Output each line of the data word for word, from the first through the line that holds "use crate::error::CacheError;", and leave off whatever follows.

════════════════════

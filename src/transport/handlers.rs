//! Cache API Handlers
//!
//! HTTP endpoints a node serves to its peers. The lookup handler bridges
//! the Axum router into `Group::get`; whatever that produces — local hit,
//! remote fetch, or origin load — is streamed back as raw bytes.

use std::sync::Arc;

use axum::{
    extract::{Extension, Path},
    http::{header, StatusCode},
    response::{IntoResponse, Response},
    routing::get,
    Json, Router,
};

use super::http::HttpPool;
use super::protocol::{GroupStats, NodeStatsResponse, ENDPOINT_STATS};
use crate::error::CacheError;
use crate::group::{get_group, list_groups};

/// Peer lookup: `GET <base>/:group/:key`.
///
/// Responds 404 for an unknown group, 500 when the load fails, and the
/// value bytes as `application/octet-stream` on success.
pub async fn handle_peer_lookup(Path((group_name, key)): Path<(String, String)>) -> Response {
    let Some(group) = get_group(&group_name) else {
        return (
            StatusCode::NOT_FOUND,
            format!("no such group: {}", group_name),
        )
            .into_response();
    };

    match group.get(&key).await {
        Ok(view) => (
            [(header::CONTENT_TYPE, "application/octet-stream")],
            view.to_vec(),
        )
            .into_response(),
        Err(CacheError::KeyRequired) => {
            (StatusCode::BAD_REQUEST, CacheError::KeyRequired.to_string()).into_response()
        }
        Err(e) => {
            tracing::error!("lookup {}/{} failed: {}", group_name, key, e);
            (StatusCode::INTERNAL_SERVER_ERROR, e.to_string()).into_response()
        }
    }
}

/// Node diagnostics: `GET /health/stats`.
pub async fn handle_stats(Extension(pool): Extension<Arc<HttpPool>>) -> Json<NodeStatsResponse> {
    let groups = list_groups()
        .into_iter()
        .map(|group| GroupStats {
            name: group.name().to_string(),
            entries: group.cached_entries(),
            used_bytes: group.cached_bytes(),
        })
        .collect();

    Json(NodeStatsResponse {
        self_url: pool.self_url().to_string(),
        peers: pool.peer_urls(),
        groups,
    })
}

/// Builds the router a node serves to its peers.
pub fn peer_router(pool: Arc<HttpPool>) -> Router {
    Router::new()
        .route(
            &format!("{}/:group/:key", pool.base_path()),
            get(handle_peer_lookup),
        )
        .route(ENDPOINT_STATS, get(handle_stats))
        .layer(Extension(pool))
}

════════════════════

### Solved problem
filename src/transport/handlers.rs
//! Cache API Handlers
//!
//! HTTP endpoints a node serves to its peers. The lookup handler bridges
//! the Axum router into `Group::get`; whatever that produces — local hit,
//! remote fetch, or origin load — is streamed back as raw bytes.

use std::sync::Arc;

use axum::{
    extract::{Extension, Path},
    http::{header, StatusCode},
    response::{IntoResponse, Response},
    routing::get,
    Json, Router,
};

use super::http::HttpPool;
use super::protocol::{GroupStats, NodeStatsResponse, ENDPOINT_STATS};
use crate::error::CacheError;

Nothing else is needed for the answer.